Wednesday, April 22, 2015
Immigration Article of the Day: Social Group Semantics: The Evidentiary Requirements of 'Particularity' and 'Social Distinction' in Pro Se Asylum Adjudications by Nick Bednar
Social Group Semantics: The Evidentiary Requirements of 'Particularity' and 'Social Distinction' in Pro Se Asylum Adjudications by Nick Bednar, University of Minnesota - Twin Cities, School of Law, Students April 2, 2015 Minnesota Law Review, Forthcoming
Abstract: An applicant applying for asylum on the basis of membership in a particular social group must produce evidence showing that their particular social group (1) shares an immutable characteristic, (2) is defined with particularity, and (3) is socially distinct. On February 7, 2014, the Board of Immigration Appeals (BIA) clarified its definition of particularity and social distinction in Matter of M-E-V-G-. According to the BIA, particularity defines the “outer limits” of the group’s boundaries. Social distinction requires the particular social group to be “perceived as a group by society.” Despite the BIA’s supposed goal, M E V G- has done little to clarify the particular social group standard. This Note argues that a pro se asylum applicant cannot show both particularity and social distinction.

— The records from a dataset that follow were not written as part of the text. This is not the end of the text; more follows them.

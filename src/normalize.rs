//! Canonical forms of raw field values used for matching.

use crate::models::Value;

/// Lower-cased text with whitespace, hyphens, periods, commas and apostrophes removed.
pub fn collapse(raw: &str) -> String {
    raw.to_lowercase()
        .chars()
        .filter(|c| !(c.is_whitespace() || matches!(c, '-' | '.' | ',' | '\'')))
        .collect()
}

/// Lower-cased words. Anything other than ASCII letters, digits, underscore
/// or whitespace acts as a separator; empty tokens are dropped.
pub fn tokens(raw: &str) -> Vec<String> {
    let cleaned: String = raw
        .to_lowercase()
        .chars()
        .map(|c| {
            if c.is_ascii_alphanumeric() || c == '_' || c.is_whitespace() {
                c
            } else {
                ' '
            }
        })
        .collect();
    cleaned.split_whitespace().map(str::to_string).collect()
}

/// Join-key form: lower-cased and trimmed.
pub fn join_key(value: Option<&Value>) -> String {
    value
        .map(|v| v.as_text().trim().to_lowercase())
        .unwrap_or_default()
}

#[cfg(test)]
mod tests {
    use super::*;

    #[test]
    fn test_collapse_strips_punctuation() {
        assert_eq!(collapse("O'Neil-Smith, Jr."), "oneilsmithjr");
        assert_eq!(collapse("  Jane   Doe "), "janedoe");
        assert_eq!(collapse(""), "");
    }

    #[test]
    fn test_tokens_split_on_punctuation() {
        assert_eq!(tokens("Jane-Doe, Smith"), vec!["jane", "doe", "smith"]);
        assert_eq!(tokens("  "), Vec::<String>::new());
        assert_eq!(tokens("a_b c"), vec!["a_b", "c"]);
    }

    #[test]
    fn test_tokens_non_ascii_letters_separate() {
        assert_eq!(tokens("José"), vec!["jos"]);
    }

    #[test]
    fn test_absent_values_are_empty() {
        assert_eq!(join_key(None), "");
        assert_eq!(join_key(Some(&Value::Null)), "");
        assert_eq!(join_key(Some(&Value::from("  ABC "))), "abc");
        assert_eq!(join_key(Some(&Value::Number(7.0))), "7");
    }
}
use std::fmt;

use serde::de::{MapAccess, Visitor};
use serde::ser::SerializeMap;
use serde::{Deserialize, Deserializer, Serialize, Serializer};

/// A single scalar cell value.
#[derive(Debug, Clone, PartialEq, Default, Serialize, Deserialize)]
#[serde(untagged)]
pub enum Value {
    #[default]
    Null,
    Number(f64),
    Text(String),
}

impl Value {
    /// Text form used for keys and comparisons. Integral numbers print without a fraction.
    pub fn as_text(&self) -> String {
        match self {
            Self::Null => String::new(),
            Self::Text(s) => s.clone(),
            Self::Number(n) => format_number(*n),
        }
    }

    pub fn is_blank(&self) -> bool {
        match self {
            Self::Null => true,
            Self::Text(s) => s.trim().is_empty(),
            Self::Number(_) => false,
        }
    }
}

impl From<&str> for Value {
    fn from(s: &str) -> Self {
        Self::Text(s.to_string())
    }
}

impl From<String> for Value {
    fn from(s: String) -> Self {
        Self::Text(s)
    }
}

impl From<f64> for Value {
    fn from(n: f64) -> Self {
        Self::Number(n)
    }
}

impl fmt::Display for Value {
    fn fmt(&self, f: &mut fmt::Formatter<'_>) -> fmt::Result {
        f.write_str(&self.as_text())
    }
}

fn format_number(n: f64) -> String {
    if n.is_finite() && n.fract() == 0.0 && n.abs() < 1e15 {
        format!("{}", n as i64)
    } else {
        n.to_string()
    }
}

/// One record: field names in source order, as they appeared in the source.
///
/// Storage is case-preserving. The `*_ci` accessors fold case at lookup time.
#[derive(Debug, Clone, PartialEq, Default)]
pub struct Row {
    fields: Vec<(String, Value)>,
}

impl Row {
    pub fn new() -> Self {
        Self::default()
    }

    pub fn from_pairs<K, V, I>(pairs: I) -> Self
    where
        K: Into<String>,
        V: Into<Value>,
        I: IntoIterator<Item = (K, V)>,
    {
        let mut row = Self::new();
        for (k, v) in pairs {
            row.set(k, v.into());
        }
        row
    }

    pub fn len(&self) -> usize {
        self.fields.len()
    }

    pub fn is_empty(&self) -> bool {
        self.fields.is_empty()
    }

    pub fn iter(&self) -> impl Iterator<Item = (&str, &Value)> {
        self.fields.iter().map(|(k, v)| (k.as_str(), v))
    }

    pub fn keys(&self) -> impl Iterator<Item = &str> {
        self.fields.iter().map(|(k, _)| k.as_str())
    }

    pub fn get(&self, field: &str) -> Option<&Value> {
        self.fields.iter().find(|(k, _)| k == field).map(|(_, v)| v)
    }

    pub fn get_ci(&self, field: &str) -> Option<&Value> {
        let field = field.to_lowercase();
        self.fields
            .iter()
            .find(|(k, _)| k.to_lowercase() == field)
            .map(|(_, v)| v)
    }

    /// Text of `field` (exact name), empty when absent.
    pub fn text(&self, field: &str) -> String {
        self.get(field).map(Value::as_text).unwrap_or_default()
    }

    /// Text of `field` looked up case-insensitively, empty when absent.
    pub fn text_ci(&self, field: &str) -> String {
        self.get_ci(field).map(Value::as_text).unwrap_or_default()
    }

    /// Insert or replace. A replaced field keeps its position.
    pub fn set(&mut self, field: impl Into<String>, value: Value) {
        let field = field.into();
        match self.fields.iter_mut().find(|(k, _)| *k == field) {
            Some((_, v)) => *v = value,
            None => self.fields.push((field, value)),
        }
    }

    /// Insert `field` as the first column, dropping any previous occurrence.
    pub fn set_first(&mut self, field: impl Into<String>, value: Value) {
        let field = field.into();
        self.fields.retain(|(k, _)| *k != field);
        self.fields.insert(0, (field, value));
    }

    /// A copy of `self` with every field of `top` written over it.
    /// Field identity is case-sensitive; `top` wins on collision.
    pub fn overlay(&self, top: &Row) -> Row {
        let mut merged = self.clone();
        for (k, v) in &top.fields {
            merged.set(k.clone(), v.clone());
        }
        merged
    }
}

impl Serialize for Row {
    fn serialize<S: Serializer>(&self, serializer: S) -> std::result::Result<S::Ok, S::Error> {
        let mut map = serializer.serialize_map(Some(self.fields.len()))?;
        for (k, v) in &self.fields {
            map.serialize_entry(k, v)?;
        }
        map.end()
    }
}

impl<'de> Deserialize<'de> for Row {
    fn deserialize<D: Deserializer<'de>>(deserializer: D) -> std::result::Result<Self, D::Error> {
        struct RowVisitor;

        impl<'de> Visitor<'de> for RowVisitor {
            type Value = Row;

            fn expecting(&self, f: &mut fmt::Formatter) -> fmt::Result {
                f.write_str("a map of field names to scalar values")
            }

            fn visit_map<A: MapAccess<'de>>(self, mut access: A) -> std::result::Result<Row, A::Error> {
                let mut row = Row::new();
                while let Some((k, v)) = access.next_entry::<String, Value>()? {
                    row.set(k, v);
                }
                Ok(row)
            }
        }

        deserializer.deserialize_map(RowVisitor)
    }
}

/// A parsed table: unique headers plus header-keyed rows.
#[derive(Debug, Clone, Default, Serialize, Deserialize)]
pub struct Dataset {
    pub name: String,
    pub headers: Vec<String>,
    pub rows: Vec<Row>,
}

impl Dataset {
    pub fn new(name: impl Into<String>, headers: Vec<String>, rows: Vec<Row>) -> Self {
        Self {
            name: name.into(),
            headers,
            rows,
        }
    }

    /// Header spelled the way this dataset spells it, matched case-insensitively.
    pub fn find_header(&self, key: &str) -> Option<&str> {
        let key = key.to_lowercase();
        self.headers
            .iter()
            .find(|h| h.to_lowercase() == key)
            .map(String::as_str)
    }
}

/// An unmatched incoming row with its best-scoring reference row.
#[derive(Debug, Clone, PartialEq, Serialize, Deserialize)]
pub struct MatchCandidate {
    pub source: Row,
    /// Index into the reference dataset's rows.
    pub best_match: Option<usize>,
    pub score: u8,
}

/// Parsed grid for callers that address cells by position.
#[derive(Debug, Clone, Default)]
pub struct Grid {
    pub sheet_name: String,
    pub rows: Vec<Vec<String>>,
}

#[cfg(test)]
mod tests {
    use super::*;

    #[test]
    fn test_value_text() {
        assert_eq!(Value::Number(12.0).as_text(), "12");
        assert_eq!(Value::Number(1.5).as_text(), "1.5");
        assert_eq!(Value::Null.as_text(), "");
        assert!(Value::Text("   ".into()).is_blank());
        assert!(!Value::Number(0.0).is_blank());
    }

    #[test]
    fn test_overlay_top_wins_and_keeps_order() {
        let a = Row::from_pairs([("NISN", "1"), ("Nama", "Jane Doe")]);
        let b = Row::from_pairs([("NISN", "1"), ("id", "99")]);
        let merged = a.overlay(&b);
        let keys: Vec<&str> = merged.keys().collect();
        assert_eq!(keys, vec!["NISN", "Nama", "id"]);
        assert_eq!(merged.text("id"), "99");
    }

    #[test]
    fn test_overlay_is_case_sensitive() {
        let a = Row::from_pairs([("Nama", "Jane")]);
        let b = Row::from_pairs([("nama", "JANE")]);
        let merged = a.overlay(&b);
        assert_eq!(merged.len(), 2);
        assert_eq!(merged.text("Nama"), "Jane");
        assert_eq!(merged.text_ci("NAMA"), "Jane");
    }

    #[test]
    fn test_set_first_moves_field() {
        let mut row = Row::from_pairs([("a", "1"), ("No", "9")]);
        row.set_first("No", Value::Number(1.0));
        let keys: Vec<&str> = row.keys().collect();
        assert_eq!(keys, vec!["No", "a"]);
        assert_eq!(row.text("No"), "1");
    }

    #[test]
    fn test_row_json_preserves_order() {
        let row = Row::from_pairs([("z", Value::from("1")), ("a", Value::Number(2.0)), ("m", Value::Null)]);
        let json = serde_json::to_string(&row).unwrap();
        assert_eq!(json, r#"{"z":"1","a":2.0,"m":null}"#);
        let back: Row = serde_json::from_str(&json).unwrap();
        assert_eq!(back, row);
    }
}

If the applicant defines her group too discretely, the group may fail to satisfy the element of social distinction. But, an amorphous particular social group is certain to fail the requirement of particularity. It is unreasonable to expect a pro se applicant to play this game of semantics. Furthermore, social distinction requires the applicant to produce sociological evidence — mostly in the form of expert witnesses. This implicit requirement of sociological evidence prevents pro se applicants from defining a satisfactory particular social group. In order to protect pro se applicants, this Note proposes a system of precedential fact-finding — drawing upon the United Kingdom’s Country Guidance System — to alleviate some of the burdens of particularity and social distinction.